Now ask yourself: how often has the national news media or our major
politicians even hinted that this is the dominant national politics?
Some try to deal with this problem in typically rational ways, such as web
sites promoting clicktivism or formal coalitions gathering on the Mall and
hoping to get that a corporate media refuses to spare.
What is missing is not organization but the multitudinous confluences that
create a culture – yes, organization, but also music, spirit, values,
gatherings, habits. . .
To be sure we have grisly imitations all around us: coffee shop culture
replaced by Starbucks, “hip” apparel determined by multinational corporations;
a presidential candidate promising “hope” and “change” but providing neither,
teens learning to scream at music in preparation for lifetime service as loyal
consumers. Whether it’s Facebook, Abercrombie & Fitch or Barack Obama our
task is to buy it and shut up.
When, if ever, we think of counterculture, pot, love beads, and Joan Baez may
come to mind. Or bongo drums and berets. Or freedom schools and singing We
Shall Overcome.
While they are just examples from particular times, they are instructive
because they reveal something our intellect easily forgets: change is an act of
art and music and theater as much as of organization; of symbols as much as
substance, of informal dress on a bar stool as much as formal addresses on a
podium.
And above all, positive change doesn’t need a mission statement, strategic
plan, or table of organization; it requires the creation of a community of
common dreams and values and a meaningful way to express them.

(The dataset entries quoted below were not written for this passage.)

#[cfg(test)]
mod tests {
    use super::*;
    use canopy_core::{DataType, EntityContainer, NodePath, ROOT_ID};

    fn placed(mut dt: DataType, id: NodeId) -> DataType {
        dt.node.id = id;
        dt.node.path = NodePath::root(id);
        dt
    }

    #[tokio::test]
    async fn test_ids_are_shared_across_stores() {
        let data_types = InMemoryNodeStore::<DataType>::new();
        let containers: InMemoryNodeStore<EntityContainer> = data_types.sharing();

        assert_eq!(data_types.next_id().await.unwrap(), 1);
        assert_eq!(containers.next_id().await.unwrap(), 2);
        assert_eq!(data_types.next_id().await.unwrap(), 3);
    }

    #[tokio::test]
    async fn test_write_and_fetch() {
        let store = InMemoryNodeStore::<DataType>::new();
        let dt = placed(DataType::new("Label", "Canopy.Label"), 1);
        store.write(&dt, WriteAction::Insert).await.unwrap();

        assert_eq!(store.fetch(1).await.unwrap(), Some(dt.clone()));
        assert_eq!(store.fetch_node(1).await.unwrap().map(|n| n.id), Some(1));
        assert_eq!(store.children(EntityKind::DataType, ROOT_ID).await.unwrap().len(), 1);
        assert_eq!(
            store.names(EntityKind::DataType).await.unwrap(),
            vec![(1, "Label".to_string())]
        );

        let err = store.write(&dt, WriteAction::Insert).await.unwrap_err();
        assert!(matches!(err, CanopyError::Storage(StorageError::WriteFailed { .. })));
    }

    #[tokio::test]
    async fn test_deleted_rows_are_not_live() {
        let store = InMemoryNodeStore::<DataType>::new();
        let mut dt = placed(DataType::new("Label", "Canopy.Label"), 1);
        store.write(&dt, WriteAction::Insert).await.unwrap();

        dt.node.deleted_at = Some(chrono::Utc::now());
        store.write(&dt, WriteAction::Delete).await.unwrap();

        assert!(store.fetch_all(EntityKind::DataType).await.unwrap().is_empty());
        assert!(store.names(EntityKind::DataType).await.unwrap().is_empty());
        // Still resolvable for historical references.
        assert!(store.fetch_node(1).await.unwrap().is_some());
    }

    #[tokio::test]
    async fn test_injected_write_failure() {
        let store = InMemoryNodeStore::<DataType>::new();
        store.fail_writes_after(1);
        store
            .write(&placed(DataType::new("A", "x"), 1), WriteAction::Insert)
            .await
            .unwrap();
        let err = store
            .write(&placed(DataType::new("B", "x"), 2), WriteAction::Insert)
            .await
            .unwrap_err();
        assert!(matches!(err, CanopyError::Storage(StorageError::WriteFailed { id: 2, .. })));
        assert_eq!(store.write_count(), 2);
        assert_eq!(store.table().len(), 1);
    }

    #[tokio::test]
    async fn test_node_writes_show_through_other_stores() {
        let data_types = InMemoryNodeStore::<DataType>::new();
        let containers: InMemoryNodeStore<EntityContainer> = data_types.sharing();

        let mut folder = EntityContainer::new(EntityKind::DataTypeContainer, "F", ROOT_ID);
        folder.node.id = 1;
        folder.node.path = NodePath::root(1);
        containers.write(&folder, WriteAction::Insert).await.unwrap();
        let mut dt = DataType::new("Label", "Canopy.Label").with_parent(1);
        dt.node.id = 2;
        dt.node.path = NodePath::child(&folder.node.path, 2);
        dt.node.level = 1;
        data_types.write(&dt, WriteAction::Insert).await.unwrap();

        let under = containers.descendant_nodes(&folder.node.path.descendant_prefix()).await.unwrap();
        assert_eq!(under.iter().map(|n| n.id).collect::<Vec<_>>(), vec![2]);

        let mut moved = under[0].clone();
        moved.path = "-1,9,1,2".parse().unwrap();
        moved.level = 2;
        containers.write_node(&moved).await.unwrap();

        let reread = data_types.fetch(2).await.unwrap().unwrap();
        assert_eq!(reread.node.path, moved.path);
        assert_eq!(reread.node.level, 2);
        assert_eq!(reread.editor_alias, "Canopy.Label");

        let mut ghost = moved.clone();
        ghost.id = 404;
        assert!(containers.write_node(&ghost).await.is_err());
    }
}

Writers often live their whole lives in a counterculture – and too often a
counterculture of one. We are minorities of the mind always seeking integration
into something greater. Sometimes, as in the Sixties and the time of the beats,
it is there, but now it seems invisible and unattainable.

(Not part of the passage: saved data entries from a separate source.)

//! Cacheable entity marker and the repository callbacks a cache policy
//! falls through to.

use async_trait::async_trait;
use canopy_core::{CanopyResult, DataType, EntityContainer, EntityKind, NodeId};
use std::fmt::Debug;
use std::hash::Hash;

/// Key type usable by the cache tiers.
pub trait CacheKey: Copy + Eq + Hash + Debug + ToString + Send + Sync + 'static {}

impl<K> CacheKey for K where K: Copy + Eq + Hash + Debug + ToString + Send + Sync + 'static {}

/// Marker trait for types that can be cached.
///
/// # Implementation Requirements
///
/// - `cache_key()` must return the store identity once the entity has been
///   persisted; the policy reads it after the persist callback ran
/// - Implementations must be `Clone` since tiers hand out copies
/// - Implementations must be `Send + Sync + 'static` for async compatibility
pub trait CacheableEntity<K: CacheKey>: Clone + Send + Sync + 'static {
    /// Get the entity kind of this instance.
    fn entity_kind(&self) -> EntityKind;

    /// Get the key this entity is cached under.
    fn cache_key(&self) -> K;
}

/// Read callbacks of the repository behind a cache policy.
///
/// `fetch_one` and `fetch_many` only ever return live entities. An empty
/// `ids` slice passed to `fetch_many` means "every entity".
#[async_trait]
pub trait EntityFetcher<K: CacheKey, T>: Send + Sync {
    /// Fetch one entity, `None` if it has no live row.
    async fn fetch_one(&self, id: K) -> CanopyResult<Option<T>>;

    /// Fetch several entities in one round trip. Missing ids are omitted.
    async fn fetch_many(&self, ids: &[K]) -> CanopyResult<Vec<T>>;

    /// Existence check that does not materialize the entity.
    async fn exists(&self, id: K) -> CanopyResult<bool>;
}

/// Write callbacks of the repository behind a cache policy.
///
/// Each call may mutate the entity (server assigned id, path, sort order)
/// and returns the keys of *other* entities whose stored state changed as a
/// side effect, so the policy can evict them too.
#[async_trait]
pub trait EntityPersister<K: CacheKey, T>: Send + Sync {
    async fn persist_new(&self, entity: &mut T) -> CanopyResult<Vec<K>>;

    async fn persist_updated(&self, entity: &mut T) -> CanopyResult<Vec<K>>;

    async fn persist_deleted(&self, entity: &mut T) -> CanopyResult<Vec<K>>;
}

/// Statistics about cache usage.
#[derive(Debug, Clone, Default, PartialEq, Eq)]
pub struct CacheStats {
    /// Number of cache hits.
    pub hits: u64,
    /// Number of cache misses.
    pub misses: u64,
    /// Number of entries currently in cache.
    pub entry_count: u64,
    /// Number of evictions due to capacity.
    pub evictions: u64,
    /// Number of fills discarded because an invalidation raced them.
    pub discarded_fills: u64,
}

impl CacheStats {
    /// Calculate the hit rate (0.0 to 1.0).
    pub fn hit_rate(&self) -> f64 {
        let total = self.hits + self.misses;
        if total == 0 {
            0.0
        } else {
            self.hits as f64 / total as f64
        }
    }
}

// ============================================================================
// IMPLEMENTATIONS FOR CANOPY ENTITIES
// ============================================================================

impl CacheableEntity<NodeId> for DataType {
    fn entity_kind(&self) -> EntityKind {
        self.node.kind
    }

    fn cache_key(&self) -> NodeId {
        self.node.id
    }
}

impl CacheableEntity<NodeId> for EntityContainer {
    fn entity_kind(&self) -> EntityKind {
        self.node.kind
    }

    fn cache_key(&self) -> NodeId {
        self.node.id
    }
}

#[cfg(test)]
mod tests {
    use super::*;
    use canopy_core::ROOT_ID;

    #[test]
    fn test_cache_stats_hit_rate() {
        let stats = CacheStats {
            hits: 80,
            misses: 20,
            ..Default::default()
        };
        assert!((stats.hit_rate() - 0.8).abs() < 0.001);

        let empty_stats = CacheStats::default();
        assert!((empty_stats.hit_rate() - 0.0).abs() < 0.001);
    }

    #[test]
    fn test_cacheable_entity_kinds() {
        let mut dt = DataType::new("Label", "Canopy.Label");
        dt.node.id = 1051;
        assert_eq!(dt.entity_kind(), EntityKind::DataType);
        assert_eq!(dt.cache_key(), 1051);

        let folder = EntityContainer::new(EntityKind::DocumentTypeContainer, "Pages", ROOT_ID);
        assert_eq!(folder.entity_kind(), EntityKind::DocumentTypeContainer);
    }
}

So you’re lonely, but you also cling to the faith that at some point millions
who also feel lonely, angry and sad will come out of their cautious closets and
discover each other - not just for a protest, not just for a piece of
legislation, not just for one cause, but for the sum of what a better America
might be like- and to follow the advice of Alan Watts: “The only way to make
sense out of change is to plunge into it, move with it, and join the dance.”

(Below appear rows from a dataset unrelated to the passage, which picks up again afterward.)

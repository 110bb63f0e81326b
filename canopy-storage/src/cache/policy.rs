//! Cache-aside policy in front of a repository.
//!
//! Reads are served from the tier selected for the caller's scope and fall
//! through to the repository on a miss. Writes go to the repository first
//! and then evict the written entity plus every entity the repository
//! reports as affected. Cached values are only ever removed on write, never
//! overwritten, so the next read always reflects the store.
//!
//! Affected keys are evicted from every cache of the tier, not only from the
//! policy's own: moving a folder relocates entities of other kinds, which
//! are cached by other policies.

use std::collections::{HashMap, HashSet};
use std::marker::PhantomData;
use std::sync::Arc;

use canopy_core::{CanopyResult, EntityKind, StorageError};
use tracing::{debug, trace, warn};

use super::scope::{ActiveTier, ScopeCacheSelector, ScopeContext};
use super::traits::{CacheKey, CacheStats, CacheableEntity, EntityFetcher, EntityPersister};

/// Read-through, invalidate-on-write cache policy for one entity kind.
pub struct CachePolicy<K, T> {
    kind: EntityKind,
    selector: ScopeCacheSelector,
    _entity: PhantomData<fn() -> (K, T)>,
}

impl<K, T> CachePolicy<K, T>
where
    K: CacheKey,
    T: CacheableEntity<K>,
{
    pub fn new(kind: EntityKind, selector: ScopeCacheSelector) -> Self {
        Self {
            kind,
            selector,
            _entity: PhantomData,
        }
    }

    pub fn kind(&self) -> EntityKind {
        self.kind
    }

    pub fn selector(&self) -> &ScopeCacheSelector {
        &self.selector
    }

    fn select(&self, scope: &dyn ScopeContext) -> CanopyResult<ActiveTier<K, T>> {
        self.selector.select::<K, T>(scope, self.kind)
    }

    fn owns(&self, entity: &T) -> bool {
        entity.entity_kind() == self.kind
    }

    fn not_found(&self, id: K) -> StorageError {
        StorageError::NotFound {
            kind: self.kind,
            id: id.to_string(),
        }
    }

    // ========================================================================
    // READS
    // ========================================================================

    /// Cached copy of `id`, fetching and caching it on a miss.
    pub async fn get<F>(&self, scope: &dyn ScopeContext, id: K, fetcher: &F) -> CanopyResult<T>
    where
        F: EntityFetcher<K, T> + ?Sized,
    {
        let tier = self.select(scope)?;
        let Some(cache) = tier.cache() else {
            return fetcher
                .fetch_one(id)
                .await?
                .ok_or_else(|| self.not_found(id).into());
        };

        if let Some(hit) = cache.get(&id).filter(|hit| self.owns(hit)) {
            trace!(kind = %self.kind, id = ?id, tier = %tier.kind(), "cache hit");
            return Ok(hit);
        }

        let watermark = cache.begin_fill();
        debug!(kind = %self.kind, id = ?id, tier = %tier.kind(), "cache miss, fetching");
        let entity = fetcher
            .fetch_one(id)
            .await?
            .ok_or_else(|| self.not_found(id))?;
        cache.insert(id, entity.clone(), watermark);
        Ok(entity)
    }

    /// Tier lookup only; never calls the repository.
    pub fn get_cached(&self, scope: &dyn ScopeContext, id: K) -> CanopyResult<Option<T>> {
        let tier = self.select(scope)?;
        Ok(tier
            .cache()
            .and_then(|cache| cache.get(&id))
            .filter(|hit| self.owns(hit)))
    }

    /// True if `id` is cached or the repository reports it as live. Does not
    /// populate the cache.
    pub async fn exists<F>(&self, scope: &dyn ScopeContext, id: K, fetcher: &F) -> CanopyResult<bool>
    where
        F: EntityFetcher<K, T> + ?Sized,
    {
        let tier = self.select(scope)?;
        if tier.cache().is_some_and(|cache| cache.contains(&id)) {
            return Ok(true);
        }
        fetcher.exists(id).await
    }

    /// Entities for `ids`, each live id exactly once; missing ids are omitted.
    /// An empty `ids` slice fetches every entity.
    ///
    /// Misses are fetched with a single `fetch_many` call.
    pub async fn get_all<F>(
        &self,
        scope: &dyn ScopeContext,
        ids: &[K],
        fetcher: &F,
    ) -> CanopyResult<Vec<T>>
    where
        F: EntityFetcher<K, T> + ?Sized,
    {
        let tier = self.select(scope)?;

        if ids.is_empty() {
            let watermark = tier.cache().map(|cache| cache.begin_fill());
            let all = fetcher.fetch_many(&[]).await?;
            if let (Some(cache), Some(watermark)) = (tier.cache(), watermark) {
                for entity in &all {
                    cache.insert(entity.cache_key(), entity.clone(), watermark);
                }
            }
            debug!(kind = %self.kind, count = all.len(), tier = %tier.kind(), "fetched all");
            return Ok(all);
        }

        let mut seen = HashSet::with_capacity(ids.len());
        let unique: Vec<K> = ids.iter().copied().filter(|id| seen.insert(*id)).collect();

        let Some(cache) = tier.cache() else {
            return fetcher.fetch_many(&unique).await;
        };

        let mut found = Vec::with_capacity(unique.len());
        let mut missing = Vec::new();
        for id in unique {
            match cache.get(&id).filter(|hit| self.owns(hit)) {
                Some(hit) => found.push(hit),
                None => missing.push(id),
            }
        }

        if missing.is_empty() {
            return Ok(found);
        }

        let watermark = cache.begin_fill();
        debug!(kind = %self.kind, missing = missing.len(), tier = %tier.kind(), "fetching cache misses");
        let wanted: HashSet<K> = missing.iter().copied().collect();
        let mut fetched: HashMap<K, T> = HashMap::with_capacity(missing.len());
        for entity in fetcher.fetch_many(&missing).await? {
            let key = entity.cache_key();
            if wanted.contains(&key) {
                fetched.insert(key, entity);
            }
        }
        for (key, entity) in fetched {
            cache.insert(key, entity.clone(), watermark);
            found.push(entity);
        }
        Ok(found)
    }

    // ========================================================================
    // WRITES
    // ========================================================================

    /// Persist a new entity, then evict it and everything it affected.
    pub async fn create<P>(
        &self,
        scope: &dyn ScopeContext,
        entity: &mut T,
        persister: &P,
    ) -> CanopyResult<()>
    where
        P: EntityPersister<K, T> + ?Sized,
    {
        let tier = self.select(scope)?;
        let affected = persister.persist_new(entity).await?;
        self.evict_written(scope, &tier, entity.cache_key(), affected);
        Ok(())
    }

    /// Persist changes to an entity, then evict it and everything it affected.
    pub async fn update<P>(
        &self,
        scope: &dyn ScopeContext,
        entity: &mut T,
        persister: &P,
    ) -> CanopyResult<()>
    where
        P: EntityPersister<K, T> + ?Sized,
    {
        let tier = self.select(scope)?;
        let affected = persister.persist_updated(entity).await?;
        self.evict_written(scope, &tier, entity.cache_key(), affected);
        Ok(())
    }

    /// Persist a deletion, then evict the entity and everything it affected.
    pub async fn delete<P>(
        &self,
        scope: &dyn ScopeContext,
        entity: &mut T,
        persister: &P,
    ) -> CanopyResult<()>
    where
        P: EntityPersister<K, T> + ?Sized,
    {
        let tier = self.select(scope)?;
        let affected = persister.persist_deleted(entity).await?;
        self.evict_written(scope, &tier, entity.cache_key(), affected);
        Ok(())
    }

    fn evict_written(
        &self,
        scope: &dyn ScopeContext,
        tier: &ActiveTier<K, T>,
        id: K,
        mut affected: Vec<K>,
    ) {
        affected.push(id);
        self.evict(scope, tier, &affected);
    }

    /// Evict `ids` from the active tier.
    pub fn invalidate(&self, scope: &dyn ScopeContext, ids: &[K]) -> CanopyResult<()> {
        let tier = self.select(scope)?;
        self.evict(scope, &tier, ids);
        Ok(())
    }

    fn evict(&self, scope: &dyn ScopeContext, tier: &ActiveTier<K, T>, ids: &[K]) {
        let removed = match tier {
            ActiveTier::Global(_) => self.selector.global_registry().remove_everywhere(ids),
            ActiveTier::Isolated { .. } => scope.isolated_caches().remove_everywhere(ids),
            ActiveTier::Bypass => 0,
        };
        debug!(kind = %self.kind, count = ids.len(), removed, tier = %tier.kind(), "invalidated");

        // Outside the global tier the shared cache learns about the write
        // only once the unit of work commits.
        if !matches!(tier, ActiveTier::Global(_)) {
            let global = Arc::clone(self.selector.global_registry());
            let ids = ids.to_vec();
            scope.defer_global_eviction(Box::new(move || {
                global.remove_everywhere(&ids);
            }));
        }
    }

    /// Evict every entry of this entity kind from the active tier. Other
    /// kinds are untouched. Returns the number of entries removed.
    pub fn clear_all(&self, scope: &dyn ScopeContext) -> CanopyResult<u64> {
        let tier = self.select(scope)?;
        let removed = match &tier {
            ActiveTier::Global(cache) => cache.clear(),
            ActiveTier::Isolated { cache, .. } => {
                let global = self.selector.global_cache::<K, T>(self.kind);
                scope.defer_global_eviction(Box::new(move || {
                    global.clear();
                }));
                cache.clear()
            }
            ActiveTier::Bypass => 0,
        };
        debug!(kind = %self.kind, removed, tier = %tier.kind(), "cleared cache");
        Ok(removed)
    }

    /// Evict every entry of every kind from the active tier, for writes that
    /// failed part way through a cascade. Returns the number of entries
    /// removed.
    pub fn clear_tier(&self, scope: &dyn ScopeContext) -> CanopyResult<u64> {
        let tier = self.select(scope)?;
        let removed = match &tier {
            ActiveTier::Global(_) => self.selector.global_registry().clear_everything(),
            ActiveTier::Isolated { .. } => scope.isolated_caches().clear_everything(),
            ActiveTier::Bypass => 0,
        };
        if !matches!(tier, ActiveTier::Global(_)) {
            let global = Arc::clone(self.selector.global_registry());
            scope.defer_global_eviction(Box::new(move || {
                global.clear_everything();
            }));
        }
        warn!(kind = %self.kind, removed, tier = %tier.kind(), "cleared every cache of the tier");
        Ok(removed)
    }

    /// Usage statistics of the active tier.
    pub fn stats(&self, scope: &dyn ScopeContext) -> CanopyResult<CacheStats> {
        let tier = self.select(scope)?;
        Ok(tier.cache().map(|cache| cache.stats()).unwrap_or_default())
    }
}

impl<K, T> Clone for CachePolicy<K, T> {
    fn clone(&self) -> Self {
        Self {
            kind: self.kind,
            selector: self.selector.clone(),
            _entity: PhantomData,
        }
    }
}

impl<K, T> std::fmt::Debug for CachePolicy<K, T> {
    fn fmt(&self, f: &mut std::fmt::Formatter<'_>) -> std::fmt::Result {
        f.debug_struct("CachePolicy")
            .field("kind", &self.kind)
            .finish_non_exhaustive()
    }
}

We live in a time when more American progress is being cancelled or reversed
than at any point in our history. A time of justified angst and anger. Yet
where is the music, where are the symbols, where are the special places that
symbolize and share both our cares and our dreams?
Every time I see a young child wearing a T shirt with a peace symbol, the irony
hits home. That half century old sign still has more power than anything
describing our present condition.
Countercultures are about everything beyond our specific agendas. In the
Sixties for example, the peace, anti-poverty and civil right movements shared
alternative space because there was so much more behind what they were up to
than just their chosen priorities.
Today, our various causes share too little beyond isolation and lack of common
ground with others. The Green Party and labor unions don’t know each others.
Nor the prison reformers and the anti-war activists. What will bring us
together is not our agendas but our spirits and our souls.
And that is what missing.
OK, I know it is neither my right nor skill to start a counterculture.
So consider mine just a place holder.
Get your own counterculture going. Give it symbols, songs, style - and places
where we can go when we escape our silent surrender to the current disaster.
1 comment:
There is a counter-culture today, as strong or stronger than any in the past. They got a president elected.
You don't see it because you're the culture they're counter to.